Reputation: 1
I am writing a grammar for a small meta language. That language should include code blocks of another language (e.g., JavaScript, C, or the like). I would like to treat these code blocks just a plain strings that are print out unchanged. My language is C/Java syntax based using { }
for code blocks. But I would also like to use {
}
for the code blocks of the embedded language. Here some example code:
// my language
modul Abc {
input x: string;
otherLang {
// this is now a code block from the second
// language, which I do not want to analyze
// It might itself contain { } like
if (something) {
abc = "string";
}
}
}
How would I resuse {
and }
for those different uses without mixing them up with the ones from an embedded language?
Upvotes: 0
Views: 113
Reputation: 6001
An interesting way to do this is to use mode recursion.

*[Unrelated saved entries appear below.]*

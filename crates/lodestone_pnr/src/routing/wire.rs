//! Wire paths and the voxel bookkeeping behind signal propagation.
//!
//! A [`WirePath`] describes one or more routed wires: which voxels carry
//! elements (wire dust or repeaters) at which signal strengths, plus the
//! spacer and airspace voxels the propagation rules demand. Derived sets
//! (foundations, powered voxels, power-sensitive voxels) are computed from
//! those four maps.
//!
//! During search the per-state path is truncated to the last two elements,
//! so derived sets stay tiny; the accumulated context of previously routed
//! wires is snapshotted once per route into an [`ObstacleField`].

use lodestone_voxel::{Block, Direction, Pos, Prism, VoxelSchematic};
use std::collections::{BTreeMap, BTreeSet, HashSet};

/// Signal strength carried by one element voxel.
///
/// Wire dust carries 1..=15 and attenuates by one per step; `Repeater`
/// marks an element about to re-amplify the signal to 15.
#[derive(
    Clone, Copy, PartialEq, Eq, Hash, PartialOrd, Ord, Debug,
    serde::Serialize, serde::Deserialize,
)]
pub enum SignalStrength {
    /// Plain wire dust at the given strength (1..=15).
    Wire(u8),
    /// A repeater element; the next wire voxel sees strength 15.
    Repeater,
}

/// One search action: place the next element at `next_pos`.
#[derive(Clone, Copy, PartialEq, Eq, Hash, PartialOrd, Ord, Debug)]
pub struct WireStep {
    /// Where the new element goes.
    pub next_pos: Pos,
    /// What kind of element it is.
    pub kind: StepKind,
}

/// The element kind a [`WireStep`] places.
#[derive(Clone, Copy, PartialEq, Eq, Hash, PartialOrd, Ord, Debug)]
pub enum StepKind {
    /// Wire dust.
    Wire,
    /// A repeater facing the given horizontal direction.
    Repeater {
        /// Direction the repeater drives towards.
        facing: Direction,
    },
}

impl WireStep {
    /// Whether this step places a repeater.
    pub fn is_repeater(&self) -> bool {
        matches!(self.kind, StepKind::Repeater { .. })
    }

    /// Whether this step places wire dust.
    pub fn is_wire(&self) -> bool {
        matches!(self.kind, StepKind::Wire)
    }

    /// The repeater facing, if any.
    pub fn facing(&self) -> Option<Direction> {
        match self.kind {
            StepKind::Repeater { facing } => Some(facing),
            StepKind::Wire => None,
        }
    }

    /// Enumerates the candidate next steps from this element.
    ///
    /// Wires move one block in a horizontal direction, optionally rising
    /// or dropping one block; they never drop off a transparent
    /// foundation. Repeaters move one block horizontally, optionally
    /// dropping one block, but may only drop off a solid (soft-powered)
    /// foundation.
    pub fn successors(&self, transparent_foundation: bool) -> Vec<WireStep> {
        let foundation_soft_powered = !(self.is_repeater() || transparent_foundation);

        let mut steps = Vec::with_capacity(20);
        for direction in Direction::XZ {
            for elevation in [-1, 0, 1] {
                if transparent_foundation && elevation == -1 {
                    continue;
                }
                steps.push(WireStep {
                    next_pos: self.next_pos + direction.unit() + Pos::new(0, elevation, 0),
                    kind: StepKind::Wire,
                });
            }
        }
        for direction in Direction::XZ {
            for step_down in [true, false] {
                if step_down && !foundation_soft_powered {
                    continue;
                }
                let drop = if step_down {
                    Direction::Down.unit()
                } else {
                    Pos::new(0, 0, 0)
                };
                steps.push(WireStep {
                    next_pos: self.next_pos + direction.unit() + drop,
                    kind: StepKind::Repeater { facing: direction },
                });
            }
        }
        steps
    }
}

/// The voxel sets of one or more routed wires.
#[derive(Clone, PartialEq, Eq, Hash, PartialOrd, Ord, Debug, Default)]
pub struct WirePath {
    /// Every element voxel and its signal strength.
    pub element_strengths: BTreeMap<Pos, SignalStrength>,
    /// The subset of elements that are repeaters, with their facing.
    pub repeater_facings: BTreeMap<Pos, Direction>,
    /// Solid voxels inserted to isolate or bridge wires.
    pub spacers: BTreeSet<Pos>,
    /// Voxels that must stay clear (or transparent) for connectivity.
    pub airspace: BTreeSet<Pos>,
}
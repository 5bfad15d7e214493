//! Generic search algorithms for the Lodestone circuit synthesizer.
//!
//! Two families, both parameterized over pluggable problem traits:
//! simulated annealing for black-box cost minimization (placement), and
//! A* path search for exact lowest-cost paths (wire routing).

#![warn(missing_docs)]

pub mod anneal;
pub mod astar;

pub use anneal::{
    simulated_annealing, simulated_annealing_checkpointed, AnnealParams, Checkpoint,
    LocalSearchProblem,
};
pub use astar::{astar_best_first, astar_iddfs, PathSearchProblem, SearchError};
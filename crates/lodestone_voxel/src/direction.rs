//! The six axis-aligned directions.

use crate::pos::Pos;
use serde::{Deserialize, Serialize};
use std::fmt;

/// One of the six axis-aligned unit directions.
///
/// The four horizontal directions form the quarter-turn rotation cycle
/// north → east → south → west used for instance orientation.
#[derive(
    Clone, Copy, PartialEq, Eq, Hash, PartialOrd, Ord, Debug, Serialize, Deserialize,
)]
#[serde(rename_all = "lowercase")]
pub enum Direction {
    /// Towards positive `y`.
    Up,
    /// Towards negative `y`.
    Down,
    /// Towards negative `z`.
    North,
    /// Towards positive `x`.
    East,
    /// Towards positive `z`.
    South,
    /// Towards negative `x`.
    West,
}

impl Direction {
    /// All six directions.
    pub const ALL: [Direction; 6] = [
        Direction::Up,
        Direction::Down,
        Direction::North,
        Direction::East,
        Direction::South,
        Direction::West,
    ];

    /// The four horizontal directions, in rotation-cycle order.
    pub const XZ: [Direction; 4] = [
        Direction::North,
        Direction::East,
        Direction::South,
        Direction::West,
    ];

    /// The unit displacement for this direction.
    pub const fn unit(self) -> Pos {
        match self {
            Direction::Up => Pos::new(0, 1, 0),
            Direction::Down => Pos::new(0, -1, 0),
            Direction::North => Pos::new(0, 0, -1),
            Direction::East => Pos::new(1, 0, 0),
            Direction::South => Pos::new(0, 0, 1),
            Direction::West => Pos::new(-1, 0, 0),
        }
    }

    /// The opposite direction.
    pub const fn opposite(self) -> Direction {
        match self {
            Direction::Up => Direction::Down,
            Direction::Down => Direction::Up,
            Direction::North => Direction::South,
            Direction::East => Direction::West,
            Direction::South => Direction::North,
            Direction::West => Direction::East,
        }
    }

    /// Recovers a direction from its unit displacement.
    pub fn from_unit(unit: Pos) -> Option<Direction> {
        Direction::ALL.into_iter().find(|d| d.unit() == unit)
    }

    /// Whether this direction lies in the horizontal plane.
    pub const fn is_horizontal(self) -> bool {
        matches!(
            self,
            Direction::North | Direction::East | Direction::South | Direction::West
        )
    }

    /// Index of a horizontal direction in the rotation cycle.
    ///
    /// This is the quarter-turn count used when orienting an instance: a
    /// placement direction of east means one quarter turn from north.
    pub fn xz_index(self) -> Option<i32> {
        match self {
            Direction::North => Some(0),
            Direction::East => Some(1),
            Direction::South => Some(2),
            Direction::West => Some(3),
            _ => None,
        }
    }

    /// Rotates a horizontal direction about the Y axis by quarter turns.
    ///
    /// Consistent with [`Pos::y_rotated`]: one quarter turn maps north to
    /// west. Vertical directions are fixed by the rotation.
    pub fn y_rotated(self, quarter_turns: i32) -> Direction {
        if !self.is_horizontal() {
            return self;
        }
        let mut direction = self;
        for _ in 0..quarter_turns.rem_euclid(4) {
            direction = match direction {
                Direction::North => Direction::West,
                Direction::West => Direction::South,
                Direction::South => Direction::East,
                Direction::East => Direction::North,
                _ => unreachable!(),
            };
        }
        direction
    }
}

impl fmt::Display for Direction {
    fn fmt(&self, f: &mut fmt::Formatter<'_>) -> fmt::Result {
        let name = match self {
            Direction::Up => "up",
            Direction::Down => "down",
            Direction::North => "north",
            Direction::East => "east",
            Direction::South => "south",
            Direction::West => "west",
        };
        write!(f, "{name}")
    }
}

#[cfg(test)]
mod tests {
    use super::*;

    #[test]
    fn units_are_units() {
        for direction in Direction::ALL {
            assert_eq!(direction.unit().l1(), 1);
        }
    }

    #[test]
    fn opposite_is_involution() {
        for direction in Direction::ALL {
            assert_eq!(direction.opposite().opposite(), direction);
            assert_eq!(direction.unit(), -direction.opposite().unit());
        }
    }

    #[test]
    fn from_unit_roundtrip() {
        for direction in Direction::ALL {
            assert_eq!(Direction::from_unit(direction.unit()), Some(direction));
        }
        assert_eq!(Direction::from_unit(Pos::new(1, 1, 0)), None);
    }

    #[test]
    fn rotation_matches_pos_rotation() {
        for direction in Direction::XZ {
            for quarter_turns in 0..4 {
                assert_eq!(
                    direction.y_rotated(quarter_turns).unit(),
                    direction.unit().y_rotated(quarter_turns),
                );
            }
        }
    }

    #[test]
    fn rotation_fixes_vertical() {
        assert_eq!(Direction::Up.y_rotated(1), Direction::Up);
        assert_eq!(Direction::Down.y_rotated(3), Direction::Down);
    }

    #[test]
    fn rotation_by_four_is_identity() {
        for direction in Direction::ALL {
            assert_eq!(direction.y_rotated(4), direction);
        }
    }

    #[test]
    fn xz_cycle_order() {
        assert_eq!(Direction::North.xz_index(), Some(0));
        assert_eq!(Direction::East.xz_index(), Some(1));
        assert_eq!(Direction::South.xz_index(), Some(2));
        assert_eq!(Direction::West.xz_index(), Some(3));
        assert_eq!(Direction::Up.xz_index(), None);
    }

    #[test]
    fn serde_uses_lowercase_names() {
        assert_eq!(serde_json::to_string(&Direction::North).unwrap(), "\"north\"");
        let back: Direction = serde_json::from_str("\"west\"").unwrap();
        assert_eq!(back, Direction::West);
    }
}
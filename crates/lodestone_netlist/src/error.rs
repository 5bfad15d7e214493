//! Error types for netlist construction.

use crate::port::{PinId, PortId};
use lodestone_voxel::Pos;

/// Errors raised while building a netlist.
///
/// All of these are construction-time validity failures: a netlist that
/// builds successfully satisfies every structural invariant the engine
/// relies on, so the placer and router never re-validate.
#[derive(Debug, Clone, PartialEq, Eq, thiserror::Error)]
pub enum NetlistError {
    /// A pin appears as both driver and sink of the same network.
    #[error("network is cyclic at the pin level: {pin:?} both drives and sinks")]
    CyclicNetwork {
        /// The offending pin.
        pin: PinId,
    },

    /// A pin sequence selects no pins.
    #[error("pin sequence for {port:?} selects no pins")]
    EmptyPinSequence {
        /// The port whose slice is empty.
        port: PortId,
    },

    /// A network has no sink sequences.
    #[error("network driven by {driver:?} has no sinks")]
    EmptyNetwork {
        /// The driver port.
        driver: PortId,
    },

    /// Driver and sink sequences of a network differ in width.
    #[error("network pin sequences have mismatched widths: driver {driver}, sink {sink}")]
    WidthMismatch {
        /// Driver sequence width.
        driver: usize,
        /// Offending sink sequence width.
        sink: usize,
    },

    /// A template footprint is not anchored at the origin.
    #[error("template footprint must have its minimum corner at the origin, found {min:?}")]
    UnanchoredFootprint {
        /// The footprint's actual minimum corner.
        min: Pos,
    },

    /// A non-stub instance was added without a template.
    #[error("instance {name:?} has no template; only the \"input\"/\"output\" stubs may omit one")]
    MissingTemplate {
        /// The instance name.
        name: String,
    },

    /// An instance name was added twice.
    #[error("duplicate instance name {name:?}")]
    DuplicateInstance {
        /// The repeated name.
        name: String,
    },

    /// A network referenced an instance that does not exist.
    #[error("unknown instance id {id}")]
    UnknownInstance {
        /// The raw instance id.
        id: u32,
    },

    /// A network referenced a port the instance does not have.
    #[error("instance {instance:?} has no port {port:?}")]
    UnknownPort {
        /// The instance name.
        instance: String,
        /// The missing port name.
        port: String,
    },

    /// A pin slice selects indices outside the port's pin range.
    #[error("slice selects pin {index} outside port {port:?} with {pin_count} pins")]
    SliceOutOfRange {
        /// The port name.
        port: String,
        /// The out-of-range pin index.
        index: i32,
        /// The port's pin count.
        pin_count: u32,
    },

    /// A template port has no pin layout, or vice versa.
    #[error("port {port:?} and the template pin layout disagree")]
    PortLayoutMismatch {
        /// The port name.
        port: String,
    },

    /// A pin layout's position count differs from the port's pin count.
    #[error("pin layout for {port:?} has {positions} positions but the port has {pins} pins")]
    PinLayoutWidth {
        /// The port name.
        port: String,
        /// Positions in the layout.
        positions: usize,
        /// Pins on the port.
        pins: u32,
    },
}
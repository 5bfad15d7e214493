//! Integer voxel positions.
//!
//! [`Pos`] is the coordinate type used everywhere in the engine: template
//! footprints, pin positions, wire voxels, and region bounds. Coordinates
//! follow the simulation substrate's convention: `y` is the vertical axis,
//! `x`/`z` span the horizontal plane.

use serde::{Deserialize, Serialize};
use std::fmt;
use std::ops::{Add, AddAssign, Mul, Neg, Sub};

/// An integer position (or displacement) in the voxel grid.
///
/// Ordering is lexicographic by `(x, y, z)`, which gives deterministic
/// iteration when positions key sorted containers.
#[derive(
    Clone, Copy, PartialEq, Eq, Hash, PartialOrd, Ord, Default, Serialize, Deserialize,
)]
pub struct Pos {
    /// East/west coordinate.
    pub x: i32,
    /// Vertical coordinate.
    pub y: i32,
    /// South/north coordinate.
    pub z: i32,
}

/// The origin position.
pub const ZERO_POS: Pos = Pos { x: 0, y: 0, z: 0 };

impl Pos {
    /// Creates a position from its coordinates.
    pub const fn new(x: i32, y: i32, z: i32) -> Self {
        Self { x, y, z }
    }

    /// Returns the elementwise absolute value.
    pub fn abs(self) -> Self {
        Self::new(self.x.abs(), self.y.abs(), self.z.abs())
    }

    /// Returns the elementwise minimum of two positions.
    pub fn elem_min(self, other: Self) -> Self {
        Self::new(
            self.x.min(other.x),
            self.y.min(other.y),
            self.z.min(other.z),
        )
    }

    /// Returns the elementwise maximum of two positions.
    pub fn elem_max(self, other: Self) -> Self {
        Self::new(
            self.x.max(other.x),
            self.y.max(other.y),
            self.z.max(other.z),
        )
    }

    /// Elementwise exact division.
    ///
    /// Returns `None` when any axis fails to divide cleanly. Block-stacking
    /// logic treats `0 / 0` as `0` on a per-axis basis.
    pub fn div_exact(self, divisor: Self) -> Option<Self> {
        fn axis(n: i32, d: i32) -> Option<i32> {
            if n == 0 && d == 0 {
                Some(0)
            } else if d != 0 && n % d == 0 {
                Some(n / d)
            } else {
                None
            }
        }

        Some(Self::new(
            axis(self.x, divisor.x)?,
            axis(self.y, divisor.y)?,
            axis(self.z, divisor.z)?,
        ))
    }

    /// Elementwise remainder, with `0 % 0 = 0`.
    ///
    /// Returns `None` when a nonzero component is taken modulo zero.
    pub fn rem_elem(self, base: Self) -> Option<Self> {
        fn axis(n: i32, b: i32) -> Option<i32> {
            if n == 0 && b == 0 {
                Some(0)
            } else if b != 0 {
                Some(n % b)
            } else {
                None
            }
        }

        Some(Self::new(
            axis(self.x, base.x)?,
            axis(self.y, base.y)?,
            axis(self.z, base.z)?,
        ))
    }

    /// L1 (taxicab) norm.
    pub fn l1(self) -> i32 {
        self.x.abs() + self.y.abs() + self.z.abs()
    }

    /// Projection onto the horizontal plane (`y` zeroed).
    pub fn xz(self) -> Self {
        Self::new(self.x, 0, self.z)
    }

    /// Whether this is the origin.
    pub fn is_zero(self) -> bool {
        self == ZERO_POS
    }

    /// Rotates about the Y axis by the given number of quarter turns.
    pub fn y_rotated(self, quarter_turns: i32) -> Self {
        let Self { x, y, z } = self;
        match quarter_turns.rem_euclid(4) {
            0 => Self::new(x, y, z),
            1 => Self::new(z, y, -x),
            2 => Self::new(-x, y, -z),
            _ => Self::new(-z, y, x),
        }
    }

    /// Whether every component is `<=` the corresponding component of `other`.
    pub fn all_le(self, other: Self) -> bool {
        self.x <= other.x && self.y <= other.y && self.z <= other.z
    }

    /// Whether every component is `>=` the corresponding component of `other`.
    pub fn all_ge(self, other: Self) -> bool {
        self.x >= other.x && self.y >= other.y && self.z >= other.z
    }
}

impl Add for Pos {
    type Output = Pos;

    fn add(self, rhs: Pos) -> Pos {
        Pos::new(self.x + rhs.x, self.y + rhs.y, self.z + rhs.z)
    }
}

impl AddAssign for Pos {
    fn add_assign(&mut self, rhs: Pos) {
        *self = *self + rhs;
    }
}

impl Sub for Pos {
    type Output = Pos;

    fn sub(self, rhs: Pos) -> Pos {
        Pos::new(self.x - rhs.x, self.y - rhs.y, self.z - rhs.z)
    }
}

impl Neg for Pos {
    type Output = Pos;

    fn neg(self) -> Pos {
        Pos::new(-self.x, -self.y, -self.z)
    }
}

impl Mul<Pos> for Pos {
    type Output = Pos;

    fn mul(self, rhs: Pos) -> Pos {
        Pos::new(self.x * rhs.x, self.y * rhs.y, self.z * rhs.z)
    }
}

impl Mul<i32> for Pos {
    type Output = Pos;

    fn mul(self, rhs: i32) -> Pos {
        Pos::new(self.x * rhs, self.y * rhs, self.z * rhs)
    }
}

impl fmt::Debug for Pos {
    fn fmt(&self, f: &mut fmt::Formatter<'_>) -> fmt::Result {
        write!(f, "Pos({}, {}, {})", self.x, self.y, self.z)
    }
}

impl fmt::Display for Pos {
    fn fmt(&self, f: &mut fmt::Formatter<'_>) -> fmt::Result {
        write!(f, "({}, {}, {})", self.x, self.y, self.z)
    }
}
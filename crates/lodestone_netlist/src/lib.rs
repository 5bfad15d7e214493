//! Abstract netlist model for the Lodestone circuit synthesizer.
//!
//! A netlist is a set of instances (copies of pre-built sub-circuit
//! templates, plus the reserved `"input"`/`"output"` boundary stubs) and
//! the networks connecting their pins. Construction validates every
//! structural invariant; the placement and routing layers consume the
//! netlist read-only.

#![warn(missing_docs)]

pub mod error;
pub mod example;
pub mod ids;
pub mod netlist;
pub mod port;
pub mod template;

pub use error::NetlistError;
pub use ids::{InstanceId, NetworkId};
pub use netlist::{Instance, Netlist, Network, INPUT_STUB, OUTPUT_STUB};
pub use port::{PinId, PinIdSequence, Port, PortDirection, PortId};
pub use template::{InstanceTemplate, PinLayout};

ANTLR internally maintains a mode stack.
Although a bit verbose, the recursed mode offers the possibility of handling things -- like comments and escaped chars -- that could otherwise throw off the nesting.
One thing to be aware of is that rules with more
attributes concatenate their matched content into the token produced by the first following non-more
ed rule. The following example uses the virtual token OTHER_END
to provide semantic clarity and preclude confusion with otherwise being a RPAREN
token.
tokens {
OTHER_END
}
otherLang : OTHER_BEG OTHER_END+ ; // multiple 'end's dependent on nesting
OTHER_BEG : 'otherLang' LPAREN -> pushMode(Other) ;
LPAREN : LParen ;
RPAREN : RParen ;
WS : [ \t\r\n] -> skip;
mode Other ;
// handle special cases here
O_RPAREN : RParen -> type(OTHER_END), popMode() ;
O_LPAREN : LParen -> more, pushMode(Other) ;
O_STUFF : . -> more ;
fragment LParen : '{' ;
fragment RParen : '}' ;
Upvotes: 1